■ **Work instruction**
Filter the listing below down to the lines with the word "prefix" and copy those.
******************************
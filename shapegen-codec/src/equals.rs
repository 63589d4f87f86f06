//! Structural equality with path-tagged reports
//!
//! Fields compare in canonical order and the first difference wins.
//! Set-valued fields compare as multisets, lists positionally with the
//! index in the path, nested objects recursively with dotted paths.
//! Swapping the arguments swaps the left/right sides of the report but
//! never changes whether the instances are equal.
//!
//! Explicit named identifiers participate; blank identity does not.

use crate::error::{CodecError, Result};
use crate::value::{Instance, Value};
use shapegen_model::{ObjectModel, ObjectType};

/// One reported difference
#[derive(Clone, Debug, PartialEq, Eq)]
pub struct Inequality {
    /// Dotted field path with array indices, e.g. `address.lines[1]`
    pub path: String,
    /// How the left instance differs
    pub left: String,
    /// How the right instance differs
    pub right: String,
}

impl std::fmt::Display for Inequality {
    fn fmt(&self, f: &mut std::fmt::Formatter<'_>) -> std::fmt::Result {
        write!(f, "{}: {} != {}", self.path, self.left, self.right)
    }
}

/// Compare two instances of the same object type
///
/// Returns `None` when equal, otherwise the first difference in
/// canonical order.
pub fn equals(
    model: &ObjectModel,
    ty: &ObjectType,
    a: &Instance,
    b: &Instance,
) -> Result<Option<Inequality>> {
    crate::ensure_feature(ty, shapegen_shapes::Feature::Equals)?;
    compare_instances(model, ty, "", a, b)
}

fn compare_instances(
    model: &ObjectModel,
    ty: &ObjectType,
    prefix: &str,
    a: &Instance,
    b: &Instance,
) -> Result<Option<Inequality>> {
    // Named identifiers are significant; blank identity is not
    if let (Some(left), Some(right)) = (a.explicit_id(), b.explicit_id()) {
        if left.is_iri() && right.is_iri() && left != right {
            return Ok(Some(Inequality {
                path: join(prefix, model.identifier_key()),
                left: left.to_string(),
                right: right.to_string(),
            }));
        }
    }

    for prop in &ty.properties {
        let path = join(prefix, &prop.name);
        let left = a.get(&prop.name);
        let right = b.get(&prop.name);
        match (left.is_absent(), right.is_absent()) {
            (true, true) => continue,
            (true, false) => {
                return Ok(Some(Inequality {
                    path,
                    left: "absent".to_string(),
                    right: "present".to_string(),
                }))
            }
            (false, true) => {
                return Ok(Some(Inequality {
                    path,
                    left: "present".to_string(),
                    right: "absent".to_string(),
                }))
            }
            (false, false) => {}
        }

        let lv = left.as_slice();
        let rv = right.as_slice();
        let diff = if prop.ty.cardinality.is_collection() {
            compare_multisets(model, &path, lv, rv)?
        } else {
            match (lv.first(), rv.first()) {
                (Some(l), Some(r)) => compare_values(model, &path, l, r)?,
                _ => None,
            }
        };
        if diff.is_some() {
            return Ok(diff);
        }
    }
    Ok(None)
}

/// Order-insensitive comparison with per-element matching
fn compare_multisets(
    model: &ObjectModel,
    path: &str,
    left: &[Value],
    right: &[Value],
) -> Result<Option<Inequality>> {
    if left.len() != right.len() {
        return Ok(Some(Inequality {
            path: path.to_string(),
            left: format!("{} values", left.len()),
            right: format!("{} values", right.len()),
        }));
    }
    let mut claimed = vec![false; right.len()];
    for (i, l) in left.iter().enumerate() {
        let mut matched = false;
        for (j, r) in right.iter().enumerate() {
            if claimed[j] {
                continue;
            }
            if compare_values(model, path, l, r)?.is_none() {
                claimed[j] = true;
                matched = true;
                break;
            }
        }
        if !matched {
            return Ok(Some(Inequality {
                path: format!("{path}[{i}]"),
                left: l.to_string(),
                right: "no matching element".to_string(),
            }));
        }
    }
    Ok(None)
}

fn compare_values(
    model: &ObjectModel,
    path: &str,
    left: &Value,
    right: &Value,
) -> Result<Option<Inequality>> {
    match (left, right) {
        (Value::Object(a), Value::Object(b)) => {
            if a.type_name() != b.type_name() {
                return Ok(Some(Inequality {
                    path: path.to_string(),
                    left: a.type_name().to_string(),
                    right: b.type_name().to_string(),
                }));
            }
            let nested_ty = model.object_type(a.type_name()).ok_or_else(|| {
                CodecError::UnknownObjectType {
                    name: a.type_name().to_string(),
                }
            })?;
            compare_instances(model, nested_ty, path, a, b)
        }
        (Value::List(a), Value::List(b)) => {
            if a.len() != b.len() {
                return Ok(Some(Inequality {
                    path: path.to_string(),
                    left: format!("{} items", a.len()),
                    right: format!("{} items", b.len()),
                }));
            }
            for (i, (l, r)) in a.iter().zip(b.iter()).enumerate() {
                let indexed = format!("{path}[{i}]");
                if let Some(diff) = compare_values(model, &indexed, l, r)? {
                    return Ok(Some(diff));
                }
            }
            Ok(None)
        }
        (l, r) => {
            if l == r {
                Ok(None)
            } else {
                Ok(Some(Inequality {
                    path: path.to_string(),
                    left: l.to_string(),
                    right: r.to_string(),
                }))
            }
        }
    }
}

fn join(prefix: &str, name: &str) -> String {
    if prefix.is_empty() {
        name.to_string()
    } else {
        format!("{prefix}.{name}")
    }
}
******************************
■ **Response area**
    prefix: &str,
                path: join(prefix, model.identifier_key()),
        let path = join(prefix, &prop.name);
fn join(prefix: &str, name: &str) -> String {
    if prefix.is_empty() {
        format!("{prefix}.{name}")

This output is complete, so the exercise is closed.